◆ **Your task**:
Retype the entries below without any change.

(Stored items)
--------

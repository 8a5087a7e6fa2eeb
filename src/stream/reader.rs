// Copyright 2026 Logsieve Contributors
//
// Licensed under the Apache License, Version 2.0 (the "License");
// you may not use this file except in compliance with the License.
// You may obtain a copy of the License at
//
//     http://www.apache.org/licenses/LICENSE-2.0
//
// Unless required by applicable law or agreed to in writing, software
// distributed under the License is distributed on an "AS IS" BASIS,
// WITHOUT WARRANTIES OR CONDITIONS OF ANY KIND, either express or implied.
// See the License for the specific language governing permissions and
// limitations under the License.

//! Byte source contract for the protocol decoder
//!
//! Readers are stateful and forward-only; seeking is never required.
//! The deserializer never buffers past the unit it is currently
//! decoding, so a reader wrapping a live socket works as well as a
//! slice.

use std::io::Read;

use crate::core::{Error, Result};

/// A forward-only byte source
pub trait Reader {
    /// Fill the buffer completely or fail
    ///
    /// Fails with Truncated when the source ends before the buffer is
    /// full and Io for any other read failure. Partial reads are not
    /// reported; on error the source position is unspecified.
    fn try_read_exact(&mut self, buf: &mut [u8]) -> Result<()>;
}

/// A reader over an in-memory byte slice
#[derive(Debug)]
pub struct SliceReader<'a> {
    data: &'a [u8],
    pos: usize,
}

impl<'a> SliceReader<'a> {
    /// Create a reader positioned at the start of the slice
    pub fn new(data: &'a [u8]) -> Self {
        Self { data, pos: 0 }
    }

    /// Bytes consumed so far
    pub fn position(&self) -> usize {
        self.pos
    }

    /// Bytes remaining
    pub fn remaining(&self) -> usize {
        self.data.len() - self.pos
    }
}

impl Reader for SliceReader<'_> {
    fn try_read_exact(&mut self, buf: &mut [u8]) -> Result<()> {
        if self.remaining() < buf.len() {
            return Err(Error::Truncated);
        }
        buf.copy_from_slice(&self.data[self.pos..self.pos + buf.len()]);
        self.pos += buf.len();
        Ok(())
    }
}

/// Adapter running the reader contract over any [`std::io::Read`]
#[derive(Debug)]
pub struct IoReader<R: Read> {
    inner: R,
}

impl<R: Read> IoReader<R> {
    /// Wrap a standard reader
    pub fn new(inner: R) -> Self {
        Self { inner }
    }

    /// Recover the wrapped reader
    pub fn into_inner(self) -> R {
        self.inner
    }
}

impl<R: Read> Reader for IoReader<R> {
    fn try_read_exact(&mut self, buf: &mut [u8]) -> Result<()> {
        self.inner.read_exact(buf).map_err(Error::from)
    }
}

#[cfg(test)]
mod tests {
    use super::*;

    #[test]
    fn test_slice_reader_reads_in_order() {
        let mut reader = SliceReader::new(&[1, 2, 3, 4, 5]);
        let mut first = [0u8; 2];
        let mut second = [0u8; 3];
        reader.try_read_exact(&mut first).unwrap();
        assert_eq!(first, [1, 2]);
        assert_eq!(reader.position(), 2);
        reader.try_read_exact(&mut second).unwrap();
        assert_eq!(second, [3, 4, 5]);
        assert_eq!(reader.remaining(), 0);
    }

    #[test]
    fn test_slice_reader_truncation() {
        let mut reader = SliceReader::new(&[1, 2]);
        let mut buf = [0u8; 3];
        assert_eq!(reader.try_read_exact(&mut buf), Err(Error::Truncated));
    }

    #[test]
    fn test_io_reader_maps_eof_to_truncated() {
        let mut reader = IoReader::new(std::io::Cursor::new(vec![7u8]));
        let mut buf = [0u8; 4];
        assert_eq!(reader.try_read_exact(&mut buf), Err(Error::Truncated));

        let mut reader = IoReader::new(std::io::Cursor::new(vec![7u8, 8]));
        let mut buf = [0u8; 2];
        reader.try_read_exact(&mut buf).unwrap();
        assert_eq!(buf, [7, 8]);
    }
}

--------

◆ **Solution to this task**:
repository 8a5087a7e6fa2eeb
filename src/stream/reader.rs
// Copyright 2026 Logsieve Contributors
//
// Licensed under the Apache License, Version 2.0 (the "License");
// you may not use this file except in compliance with the License.
// You may obtain a copy of the License at
//
//     http://www.apache.org/licenses/LICENSE-2.0
//
// Unless required by applicable law or agreed to in writing, software
// distributed under the License is distributed on an "AS IS" BASIS,
// WITHOUT WARRANTIES OR CONDITIONS OF ANY KIND, either express or implied.
// See the License for the specific language governing permissions and
// limitations under the License.

//! Byte source contract for the protocol decoder
//!
//! Readers are stateful and forward-only; seeking is never required.
//! The deserializer never buffers past the unit it is currently
//! decoding, so a reader wrapping a live socket works as well as a
//! slice.

use std::io::Read;

use crate::core::{Error, Result};

/// A forward-only byte source
pub trait Reader {
    /// Fill the buffer completely or fail
    ///
    /// Fails with Truncated when the source ends before the buffer is
    /// full and Io for any other read failure. Partial reads are not
    /// reported; on error the source position is unspecified.
    fn try_read_exact(&mut self, buf: &mut [u8]) -> Result<()>;
}

/// A reader over an in-memory byte slice
#[derive(Debug)]
pub struct SliceReader<'a> {
    data: &'a [u8],
    pos: usize,
}

impl<'a> SliceReader<'a> {
    /// Create a reader positioned at the start of the slice
    pub fn new(data: &'a [u8]) -> Self {
        Self { data, pos: 0 }
    }

    /// Bytes consumed so far
    pub fn position(&self) -> usize {
        self.pos
    }

    /// Bytes remaining
    pub fn remaining(&self) -> usize {
        self.data.len() - self.pos
    }
}

impl Reader for SliceReader<'_> {
    fn try_read_exact(&mut self, buf: &mut [u8]) -> Result<()> {
        if self.remaining() < buf.len() {
            return Err(Error::Truncated);
        }
        buf.copy_from_slice(&self.data[self.pos..self.pos + buf.len()]);
        self.pos += buf.len();
        Ok(())
    }
}

/// Adapter running the reader contract over any [`std::io::Read`]
#[derive(Debug)]
pub struct IoReader<R: Read> {
    inner: R,
}

impl<R: Read> IoReader<R> {
    /// Wrap a standard reader
    pub fn new(inner: R) -> Self {
        Self { inner }
    }

    /// Recover the wrapped reader
    pub fn into_inner(self) -> R {
        self.inner
    }
}

impl<R: Read> Reader for IoReader<R> {
    fn try_read_exact(&mut self, buf: &mut [u8]) -> Result<()> {
        self.inner.read_exact(buf).map_err(Error::from)
    }
}

#[cfg(test)]
mod tests {
    use super::*;

    #[test]
    fn test_slice_reader_reads_in_order() {
        let mut reader = SliceReader::new(&[1, 2, 3, 4, 5]);
        let mut first = [0u8; 2];
        let mut second = [0u8; 3];
        reader.try_read_exact(&mut first).unwrap();
        assert_eq!(first, [1, 2]);
        assert_eq!(reader.position(), 2);
        reader.try_read_exact(&mut second).unwrap();
        assert_eq!(second, [3, 4, 5]);
        assert_eq!(reader.remaining(), 0);
    }

    #[test]
    fn test_slice_reader_truncation() {
        let mut reader = SliceReader::new(&[1, 2]);
        let mut buf = [0u8; 3];
        assert_eq!(reader.try_read_exact(&mut buf), Err(Error::Truncated));
    }

    #[test]
    fn test_io_reader_maps_eof_to_truncated() {
        let mut reader = IoReader::new(std::io::Cursor::new(vec![7u8]));
        let mut buf = [0u8; 4];
        assert_eq!(reader.try_read_exact(&mut buf), Err(Error::Truncated));

        let mut reader = IoReader::new(std::io::Cursor::new(vec![7u8, 8]));
        let mut buf = [0u8; 2];
        reader.try_read_exact(&mut buf).unwrap();
        assert_eq!(buf, [7, 8]);
    }
}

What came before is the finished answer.